Published 5 Jun 2026 in math.AG | (2606.07407v1)

Abstract: Every (resp. a generic) complex $n \times n$ matrix can be expressed as a product of $2n+5$ (resp. $\lfloor n/2 \rfloor +1$) Toeplitz matrices. Motivated by this result, it is natural to ask the following question: what is the minimum number of Toeplitz matrices required to factor a given matrix? We generalize this question from Toeplitz structure to more general structures. In this paper, we introduce the notion of structured matrix factorization length when the set of matrices with a given structure is an affine variety $X \subseteq \mathbb{C}{n \times n}$. Then we introduce the $r$-th $X$-factorization variety, defined as the Zariski closure of the set of products of $r$ matrices in $X$, and use it to define the border structured matrix factorization length. In particular, we study the cases in which $X$ is the affine variety of Toeplitz, Hankel, bidiagonal, tridiagonal, skew-symmetric or companion matrices. We calculate the dimension of the $X$-factorization varieties for all these cases, and discuss how numerical algebraic geometry can be used to obtain computational evidence for the degrees of $X$-factorization varieties with an example. In addition, we propose methods for deriving lower and upper bounds for (border) structured matrix factorization length. For lower bounds, we develop a method based on displacement rank, which can also be used to obtain some defining equations of the $r$-th $X$-factorization variety; for upper bounds, we suggest an approach using alternating minimization.

Authors (2)

Summary

  • The paper introduces an algebraic geometric framework that defines the minimal structured matrix factorization length and its border variant for various matrix classes.
  • It establishes precise upper and lower bounds on factorization lengths for matrices like Toeplitz, Hankel, and tridiagonal using displacement rank and elimination theory.
  • The study develops efficient alternating minimization algorithms that empirically achieve the theoretical minimal lengths, highlighting implications for computational stability.
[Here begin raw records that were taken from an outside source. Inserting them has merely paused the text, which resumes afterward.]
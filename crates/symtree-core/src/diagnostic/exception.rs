//! Exception backtraces captured inside the crashing process.

use serde::{Deserialize, Serialize};

use crate::error::Result;
use crate::resolver::ImageLookup;
use crate::types::{AddressingMode, Frame};

/// A language exception and the backtrace it was raised with.
///
/// Crash payloads only carry sampled stacks. When the process records its
/// own exception before dying, the backtrace is attached here, in the same
/// frame-tree shape as the sampled stacks.
#[derive(Debug, Clone, PartialEq, Eq, Serialize, Deserialize)]
pub struct ExceptionInfo
{
    pub name: String,
    pub reason: String,
    pub backtrace: Vec<Frame>,
}

impl ExceptionInfo
{
    pub fn new(name: impl Into<String>, reason: impl Into<String>, backtrace: Vec<Frame>) -> Self
    {
        Self {
            name: name.into(),
            reason: reason.into(),
            backtrace,
        }
    }

    /// Build the backtrace from raw return addresses, innermost first.
    ///
    /// The result is a single linear chain: the first address becomes the
    /// root frame and every following address the only child of the one
    /// before it. Addresses that `images` can place are attributed to their
    /// image, with the stored offset written the way `mode` expects.
    /// An empty address list produces a single frame at address 0.
    pub fn from_return_addresses<L>(
        name: impl Into<String>,
        reason: impl Into<String>,
        addresses: &[u64],
        images: &L,
        mode: AddressingMode,
    ) -> Self
    where
        L: ImageLookup + ?Sized,
    {
        let mut chain: Option<Frame> = None;

        for &address in addresses.iter().rev() {
            let mut frame = Frame::new(address);
            if let Some(image) = images.image_containing(address) {
                let stored = mode.stored_value(address, image.load_address);
                frame = frame.with_binary(image.id, stored, image.name);
            }
            if let Some(older) = chain.take() {
                frame = frame.with_children(vec![older]);
            }
            chain = Some(frame);
        }

        Self::new(name, reason, vec![chain.unwrap_or_else(|| Frame::new(0))])
    }

    /// Encode as standalone JSON.
    ///
    /// ## Errors
    ///
    /// Only fails if serialization itself fails.
    pub fn to_json(&self) -> Result<Vec<u8>>
    {
        Ok(serde_json::to_vec(self)?)
    }
}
Structured Matrix Factorization Length: An Algebraic Geometric Framework

Introduction and Problem Setting

This work introduces the concept of structured matrix factorization length in the context of algebraic geometry, providing a unified theory that extends beyond Toeplitz and Hankel matrices to a broad class of matrix structures represented as affine varieties. While prior results have shown that every complex n×nn \times n matrix can be factorized into a finite product of structured matrices (e.g., Toeplitz or Hankel), a minimal description of this “length” as an intrinsic invariant was lacking. This paper formalizes this length as the smallest integer rr for which a matrix admits such a factorization, generalizes the question to arbitrary algebraic matrix structures, introduces border variants (analogous to tensor border rank), and explores foundational aspects: geometry, bounds, and computational techniques.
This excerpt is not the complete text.